Внимание! Полицейский катер висел на хвосте у «Авроры», расстояние было не более ста метров, и как в эту щель, наперерез движущимся катерам, сумел всунуться буксир с баржами? Этот шустряк был на подводных крыльях или на воздушной подушке? Его имя «Стремительный»? Нелепица. И тут же новая:

«У Гринвича нас разделяло саженей сто, к Блэкуоллу расстояние сократилось до семидесяти пяти…»

Дойл нигде не пишет, что во время этой гонки полицейский катер отставал, наоборот, он медленно, но верно нагонял «Аврору». Так вот, вспомните: после огибания барж расстояние между катерами было 180 метров (200 ярдов), но спустя время, у Гринвича – всё те же 180 метров (сто саженей, а морская сажень или fathom – это 182 см). Логика нарушена: ведь про другие стремительные буксиры с баржами (кроме первого) нам ничего не известно, поэтому почему за приличный отрезок пути расстояние между катерами не изменилось? Но черт с ними, с кабельтовыми. Меня всё-таки беспокоит буксир «Стремительный»: как ему удалось всунуться в промежуток в полкабельтова, а то и в четверть оного?! Опять призываю дух Станиславского (а Дойл отдал половину жизни пропаганде и защите спиритизма). Дух появляется, вертит стол и шепчет мне в ухо: «Не верю!»

Ну и про размер сокровищ. Смолл говорил, что изначально в сундуке было драгоценностей на полмиллиона фунтов. Бартоломью Шолто нашел сундук на чердаке отчего дома через одиннадцать лет после того, как его отец убежал с этими сокровищами из Индии.

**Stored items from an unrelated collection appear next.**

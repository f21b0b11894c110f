//! View models: the plain-data description of each page.
//!
//! Everything an adapter needs to populate a page lives here — display
//! strings, derived totals, navigation targets and prefetch hints. The
//! structs serialize to camelCase JSON so the `--json` output matches the
//! document key style.

use serde::Serialize;

/// Rendered page description, one variant per page kind.
#[derive(Clone, Debug, PartialEq, Eq, Serialize)]
#[serde(tag = "page", rename_all = "camelCase")]
pub enum ViewModel {
    /// Site overview.
    #[serde(rename = "home")]
    Home(HomeView),
    /// Group listing for one grade.
    #[serde(rename = "grade")]
    Grade(GradeView),
    /// Student table for one group.
    #[serde(rename = "group")]
    Group(GroupView),
}

impl ViewModel {
    /// Prefetch hints for the next likely navigation targets.
    #[must_use]
    pub fn prefetch(&self) -> &[String] {
        match self {
            Self::Home(v) => &v.prefetch,
            Self::Grade(v) => &v.prefetch,
            Self::Group(_) => &[],
        }
    }
}

/// Home page: site strings plus one navigable entry per grade.
#[derive(Clone, Debug, PartialEq, Eq, Serialize)]
#[serde(rename_all = "camelCase")]
pub struct HomeView {
    /// Site title.
    pub title: String,
    /// Site subtitle.
    pub subtitle: String,
    /// Attribution line.
    pub managed_by: String,
    /// One entry per grade, in roster order.
    pub grades: Vec<GradeEntry>,
    /// School-wide student total (derived).
    pub school_total: usize,
    /// Hrefs to prefetch: every grade page.
    pub prefetch: Vec<String>,
}

/// One grade row on the home page.
#[derive(Clone, Debug, PartialEq, Eq, Serialize)]
#[serde(rename_all = "camelCase")]
pub struct GradeEntry {
    /// Grade key.
    pub key: String,
    /// Display label.
    pub label: String,
    /// Grade student total (derived).
    pub size: usize,
    /// Link target for the grade page.
    pub href: String,
}

/// Grade page: one navigable entry per group.
#[derive(Clone, Debug, PartialEq, Eq, Serialize)]
#[serde(rename_all = "camelCase")]
pub struct GradeView {
    /// Grade display label.
    pub label: String,
    /// One entry per group, in roster order.
    pub groups: Vec<GroupEntry>,
    /// Grade student total (derived).
    pub grade_total: usize,
    /// Back-link to the home page.
    pub back_href: String,
    /// Hrefs to prefetch: every group page of this grade.
    pub prefetch: Vec<String>,
}

/// One group row on the grade page.
#[derive(Clone, Debug, PartialEq, Eq, Serialize)]
#[serde(rename_all = "camelCase")]
pub struct GroupEntry {
    /// Group id.
    pub id: String,
    /// Display name.
    pub name: String,
    /// Teaching staff line.
    pub teacher: String,
    /// Group student total (derived).
    pub size: usize,
    /// Link target for the group page.
    pub href: String,
}

/// Group page: ordered student table.
#[derive(Clone, Debug, PartialEq, Eq, Serialize)]
#[serde(rename_all = "camelCase")]
pub struct GroupView {
    /// Label of the containing grade.
    pub grade_label: String,
    /// Group display name.
    pub name: String,
    /// Teaching staff line.
    pub teacher: String,
    /// Student rows in input order, numbered from 1.
    pub rows: Vec<StudentRow>,
    /// Group student total (derived).
    pub group_total: usize,
    /// Back-link to the grade page.
    pub back_href: String,
}

/// One student table row.
#[derive(Clone, Debug, PartialEq, Eq, Serialize)]
#[serde(rename_all = "camelCase")]
pub struct StudentRow {
    /// 1-based row number.
    pub number: usize,
    /// Student name.
    pub name: String,
}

Тадеуш Шолто сказал, что они с братом оценили стоимость найденных сокровищ в те же полмиллиона фунтов. Но ведь майор Шолто купил на уворованные драгоценности большой дом с землей под Лондоном и жил небедно, а потом небедно жили два его сына. То есть за одиннадцать лет семья Шолто должна была существенно подрастратить сокровища Агры. Но даже если Шолто жил на военную пенсию, всё равно, на что он сходу купил усадьбу, если он ушел в отставку после того, как в пух и прах проигрался в карты? И вообще, к чему бы ему было экономить и держать все сокровища под спудом? Почему бы ему не положить их в банк и не получать ежегодную ренту в 20 тысяч фунтов (цифра из повести), тем более, имея в виду его патологическую жадность, в которой он признаётся сыновьям на смертном одре?

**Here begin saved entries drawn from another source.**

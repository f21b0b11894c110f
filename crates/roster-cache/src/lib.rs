//! Cache abstraction layer for the roster site.
//!
//! This crate decouples cache consumers from the underlying storage
//! mechanism. Two traits form the core API:
//!
//! - [`Cache`]: Factory for named cache buckets
//! - [`CacheBucket`]: Key-value store with TTL-based expiry
//!
//! Entries expire after a fixed time-to-live. The clock is always supplied
//! by the caller (`now` parameter), so expiry is testable without sleeping
//! and no implementation reads wall time itself.
//!
//! # Implementations
//!
//! - [`NullCache`] / [`NullCacheBucket`]: No-op implementations (always miss)
//! - [`MemoryCache`]: In-process map, used in tests and one-shot runs
//! - [`FileCache`]: File-based implementation with version validation
//!
//! # Example
//!
//! ```
//! use std::time::SystemTime;
//! use roster_cache::{Cache, NullCache};
//!
//! let cache = NullCache;
//! let bucket = cache.bucket("documents");
//! let now = SystemTime::now();
//! bucket.set("bundle", b"{}", now);
//! assert_eq!(bucket.get("bundle", now), None); // NullCache always misses
//! ```

mod ext;
mod file;
mod memory;

pub use ext::CacheBucketExt;
pub use file::FileCache;
pub use memory::MemoryCache;

use std::time::SystemTime;

/// A named partition within a [`Cache`].
///
/// Each bucket stores key-value pairs that expire after the cache's
/// time-to-live. A cache hit occurs only when the key exists and the entry's
/// age at `now` is within the TTL.
pub trait CacheBucket: Send + Sync {
    /// Retrieve a cached value.
    ///
    /// Returns `Some(value)` if the key exists **and** has not expired at
    /// `now`. Returns `None` on miss or expiry. An entry stored "in the
    /// future" relative to `now` (clock moved backwards) also misses.
    ///
    /// # Arguments
    ///
    /// * `key` - Cache key (e.g., "bundle")
    /// * `now` - Current time, supplied by the caller
    fn get(&self, key: &str, now: SystemTime) -> Option<Vec<u8>>;

    /// Store a value in the cache, stamped with `now`.
    ///
    /// Overwrites any existing entry for the same key. Writes are
    /// best-effort: storage failures are silently ignored and the caller
    /// proceeds as if nothing happened.
    ///
    /// # Arguments
    ///
    /// * `key` - Cache key
    /// * `value` - Raw bytes to cache
    /// * `now` - Current time, supplied by the caller
    fn set(&self, key: &str, value: &[u8], now: SystemTime);
}

/// Factory for named cache [`CacheBucket`]s.
///
/// A `Cache` produces buckets that are logically isolated from each other.
/// For example, a file-based cache stores each bucket in a separate
/// subdirectory.
pub trait Cache: Send + Sync {
    /// Open or create a named bucket.
    ///
    /// Calling `bucket` multiple times with the same name may return
    /// independent handles that share the same underlying storage.
    ///
    /// # Arguments
    ///
    /// * `name` - Bucket name (e.g., "documents")
    fn bucket(&self, name: &str) -> Box<dyn CacheBucket>;
}

/// No-op [`CacheBucket`] that never stores or retrieves data.
///
/// Every `get` returns `None`; every `set` is silently discarded.
/// Used as the bucket type for [`NullCache`].
pub struct NullCacheBucket;

impl CacheBucket for NullCacheBucket {
    fn get(&self, _key: &str, _now: SystemTime) -> Option<Vec<u8>> {
        None
    }

    fn set(&self, _key: &str, _value: &[u8], _now: SystemTime) {}
}

/// No-op [`Cache`] that always returns [`NullCacheBucket`]s.
///
/// Use when caching is disabled. All operations are no-ops and all lookups
/// return `None`.
pub struct NullCache;

impl Cache for NullCache {
    fn bucket(&self, _name: &str) -> Box<dyn CacheBucket> {
        Box::new(NullCacheBucket)
    }
}

/// Seconds since the Unix epoch for `t`, saturating at zero.
pub(crate) fn epoch_secs(t: SystemTime) -> u64 {
    t.duration_since(SystemTime::UNIX_EPOCH)
        .map_or(0, |d| d.as_secs())
}

/// Whether an entry stamped at `stored_at` is still fresh at `now`.
///
/// An entry from the future (clock moved backwards) is treated as stale.
pub(crate) fn is_fresh(stored_at: u64, now: SystemTime, ttl_secs: u64) -> bool {
    let now = epoch_secs(now);
    now >= stored_at && now - stored_at <= ttl_secs
}

#[cfg(test)]
mod tests {
    use std::time::Duration;

    use super::*;

    #[test]
    fn test_null_cache_always_misses() {
        let cache = NullCache;
        let bucket = cache.bucket("documents");
        let now = SystemTime::now();

        // A fresh bucket has no data
        assert_eq!(bucket.get("key", now), None);

        // Setting a value and reading it back still returns None
        bucket.set("key", b"hello", now);
        assert_eq!(bucket.get("key", now), None);
    }

    #[test]
    fn test_null_cache_different_buckets_all_miss() {
        let cache = NullCache;
        let now = SystemTime::now();

        for name in &["documents", "tokens", "meta"] {
            let bucket = cache.bucket(name);
            bucket.set("k", b"data", now);
            assert_eq!(bucket.get("k", now), None, "bucket {name} should miss");
        }
    }

    #[test]
    fn test_is_fresh_within_ttl() {
        let now = SystemTime::UNIX_EPOCH + Duration::from_secs(1_000);
        assert!(is_fresh(1_000, now, 600));
        assert!(is_fresh(400, now, 600));
    }

    #[test]
    fn test_is_fresh_expired() {
        let now = SystemTime::UNIX_EPOCH + Duration::from_secs(1_000);
        assert!(!is_fresh(399, now, 600));
    }

    #[test]
    fn test_is_fresh_future_entry_is_stale() {
        let now = SystemTime::UNIX_EPOCH + Duration::from_secs(1_000);
        assert!(!is_fresh(1_001, now, 600));
    }
}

Похоже, что Дойл, раскидывая несуразности, тренировал читателей замечать детали как Шерлок Холмс. Развлекая – обучай! Но мы плюём на несуразности и всегда любим Дойла за Шерлок Холмса, а Шерлок Холмса любим не за чтó, а как родную душу, потому что талантливый пофигист со склонностью к авралам и вредными привычками – это наше менталитетное.